I love my job. I get to spend entire days in the children's section of the book store and call it research. I also get to celebrate birthdays of people I've never met. We recently marked Maurice Sendak's 80th birthday, and the 45h birthday of his most famous child, Max from Where the Wild Things Are. So I took the opportunity to reacquaint myself with some of Sendak's impressive body of work, and to meet Brundibar, his recent picture book, written by Tony Kushner and based on a Czech opera of the same name.

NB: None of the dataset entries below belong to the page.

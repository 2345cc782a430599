use super::*;

#[test]
fn test_string_hides_brackets() {
    assert_eq!(values_of("0[1\"]\"2]3"), [3]);
}

#[test]
fn test_line_comment_hides_brackets() {
    assert_eq!(values_of("0[\\ ] \n]5"), [5]);
}

#[test]
fn test_block_comment_hides_brackets() {
    assert_eq!(values_of("0[\\\\\\ ] \\\\\\]7"), [7]);
}

#[test]
fn test_bad_escape_is_ignored() {
    assert_eq!(values_of("0[\"\\q\"]1"), [1]);
}

#[test]
fn test_mismatch() {
    let mut r = Runtime::default();
    r.enter("0[)");
    assert_eq!(
        run(&mut r),
        "?BRACKET MISMATCH AT -3; unexpected ')' in '[]' block\n"
    );
}

#[test]
fn test_nothing_runs() {
    let mut r = Runtime::default();
    r.enter("0[65# 1 2 3 0$ _ {9}?]");
    assert_eq!(run(&mut r), "");
    assert_eq!(r.values(), Vec::<i64>::new());
    assert_eq!(r.memory().page_count(), 1);
}
use super::Address;
use crate::error;
use crate::lang::Error;
use rustc_hash::FxHashMap;

type Result<T> = std::result::Result<T, Error>;

pub const PAGE_SIZE: usize = 4096;
const PAGE_BITS: u32 = 12;
const PAGE_MASK: Address = PAGE_SIZE as Address - 1;

/// ## Sparse paged memory
///
/// Every signed 64-bit address is valid and reads as 0 until written.
/// Pages are allocated on the first non-zero write; the program text
/// lives below zero, data memory at zero and above.

#[derive(Default)]
pub struct Memory {
    pages: FxHashMap<Address, Box<[i64]>>,
}

impl std::fmt::Debug for Memory {
    fn fmt(&self, f: &mut std::fmt::Formatter<'_>) -> std::fmt::Result {
        write!(f, "Memory {{ pages: {} }}", self.pages.len())
    }
}

fn split(address: Address) -> (Address, usize) {
    (address >> PAGE_BITS, (address & PAGE_MASK) as usize)
}

impl Memory {
    pub fn new() -> Memory {
        Memory::default()
    }

    pub fn clear(&mut self) {
        self.pages.clear();
    }

    pub fn page_count(&self) -> usize {
        self.pages.len()
    }

    pub fn read(&self, address: Address) -> i64 {
        let (page, offset) = split(address);
        match self.pages.get(&page) {
            Some(cells) => cells[offset],
            None => 0,
        }
    }

    pub fn write(&mut self, address: Address, value: i64) -> Result<()> {
        let (page, offset) = split(address);
        if let Some(cells) = self.pages.get_mut(&page) {
            cells[offset] = value;
            return Ok(());
        }
        if value == 0 {
            return Ok(());
        }
        let mut cells = Memory::allocate()?;
        cells[offset] = value;
        if self.pages.try_reserve(1).is_err() {
            return Err(error!(OutOfMemory; "PAGE TABLE"));
        }
        self.pages.insert(page, cells);
        Ok(())
    }

    fn allocate() -> Result<Box<[i64]>> {
        let mut cells: Vec<i64> = Vec::new();
        if cells.try_reserve_exact(PAGE_SIZE).is_err() {
            return Err(error!(OutOfMemory; "PAGE"));
        }
        cells.resize(PAGE_SIZE, 0);
        Ok(cells.into_boxed_slice())
    }
}

#[cfg(test)]
mod tests {
    use super::*;

    #[test]
    fn test_unwritten_cells_read_zero() {
        let memory = Memory::new();
        assert_eq!(memory.read(0), 0);
        assert_eq!(memory.read(Address::MIN), 0);
        assert_eq!(memory.read(Address::MAX), 0);
    }

    #[test]
    fn test_extremes() {
        let mut memory = Memory::new();
        memory.write(Address::MIN, 7).unwrap();
        memory.write(Address::MAX, -7).unwrap();
        memory.write(-1, 1).unwrap();
        memory.write(0, 2).unwrap();
        assert_eq!(memory.read(Address::MIN), 7);
        assert_eq!(memory.read(Address::MAX), -7);
        assert_eq!(memory.read(-1), 1);
        assert_eq!(memory.read(0), 2);
        assert_eq!(memory.page_count(), 4);
    }

    #[test]
    fn test_zero_write_does_not_allocate() {
        let mut memory = Memory::new();
        memory.write(123_456_789, 0).unwrap();
        assert_eq!(memory.page_count(), 0);
        memory.write(123_456_789, 5).unwrap();
        memory.write(123_456_789, 0).unwrap();
        assert_eq!(memory.read(123_456_789), 0);
        assert_eq!(memory.page_count(), 1);
    }

    #[test]
    fn test_page_boundaries() {
        let mut memory = Memory::new();
        let edge = PAGE_SIZE as Address;
        memory.write(edge - 1, 1).unwrap();
        memory.write(edge, 2).unwrap();
        memory.write(-edge, 3).unwrap();
        memory.write(-edge - 1, 4).unwrap();
        assert_eq!(memory.read(edge - 1), 1);
        assert_eq!(memory.read(edge), 2);
        assert_eq!(memory.read(-edge), 3);
        assert_eq!(memory.read(-edge - 1), 4);
        assert_eq!(memory.page_count(), 4);
    }
}
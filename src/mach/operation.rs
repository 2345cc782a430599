/// ## Integer operators
///
/// Nothing here can fail. Overflow wraps, division by zero has a
/// defined result.

pub struct Operation {}

fn flag(b: bool) -> i64 {
    b as i64
}

impl Operation {
    pub fn sum(lhs: i64, rhs: i64) -> i64 {
        lhs.wrapping_add(rhs)
    }

    pub fn subtract(lhs: i64, rhs: i64) -> i64 {
        lhs.wrapping_sub(rhs)
    }

    pub fn multiply(lhs: i64, rhs: i64) -> i64 {
        lhs.wrapping_mul(rhs)
    }

    pub fn divide(lhs: i64, rhs: i64) -> i64 {
        if rhs == 0 {
            0
        } else {
            lhs.wrapping_div(rhs)
        }
    }

    pub fn modulus(lhs: i64, rhs: i64) -> i64 {
        if rhs == 0 {
            lhs
        } else {
            lhs.wrapping_rem(rhs)
        }
    }

    /// Repeated squaring; a negative exponent gives 0.
    pub fn power(base: i64, exp: i64) -> i64 {
        if exp < 0 {
            return 0;
        }
        let mut base = base;
        let mut exp = exp;
        let mut result: i64 = 1;
        while exp != 0 {
            if exp & 1 == 1 {
                result = result.wrapping_mul(base);
            }
            base = base.wrapping_mul(base);
            exp >>= 1;
        }
        result
    }

    pub fn greater(lhs: i64, rhs: i64) -> i64 {
        flag(lhs > rhs)
    }

    pub fn less(lhs: i64, rhs: i64) -> i64 {
        flag(lhs < rhs)
    }

    pub fn equal(lhs: i64, rhs: i64) -> i64 {
        flag(lhs == rhs)
    }

    pub fn and(lhs: i64, rhs: i64) -> i64 {
        lhs & rhs
    }

    pub fn or(lhs: i64, rhs: i64) -> i64 {
        lhs | rhs
    }

    pub fn xor(lhs: i64, rhs: i64) -> i64 {
        lhs ^ rhs
    }

    pub fn not(val: i64) -> i64 {
        flag(val == 0)
    }

    pub fn complement(val: i64) -> i64 {
        !val
    }

    pub fn negate(val: i64) -> i64 {
        val.wrapping_neg()
    }

    /// Negative amounts shift right. Shifts of 64 or more clear the value.
    pub fn shift_left(val: i64, amount: i64) -> i64 {
        if amount < 0 {
            return if amount <= -64 {
                0
            } else {
                Operation::shift_right(val, -amount)
            };
        }
        if amount >= 64 {
            0
        } else {
            ((val as u64) << amount) as i64
        }
    }

    /// Logical shift. Negative amounts shift left.
    pub fn shift_right(val: i64, amount: i64) -> i64 {
        if amount < 0 {
            return if amount <= -64 {
                0
            } else {
                Operation::shift_left(val, -amount)
            };
        }
        if amount >= 64 {
            0
        } else {
            ((val as u64) >> amount) as i64
        }
    }
}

Whether illustrating someone else's words or his own texts, Sendak could never be accused of taking the easy route to publication. His books are complicated, deeply emotional stories, with subtexts that often illuminate the dark side of human nature. In an interview appearing in the November/December 2003 issue of The Horn Book Magazine, Sendak says "...we can get away with things in children's books that nobody in the adult world ever can because the assumption is that the audience is too innocent to pick it up. And in truth they're the only audience that does pick it up."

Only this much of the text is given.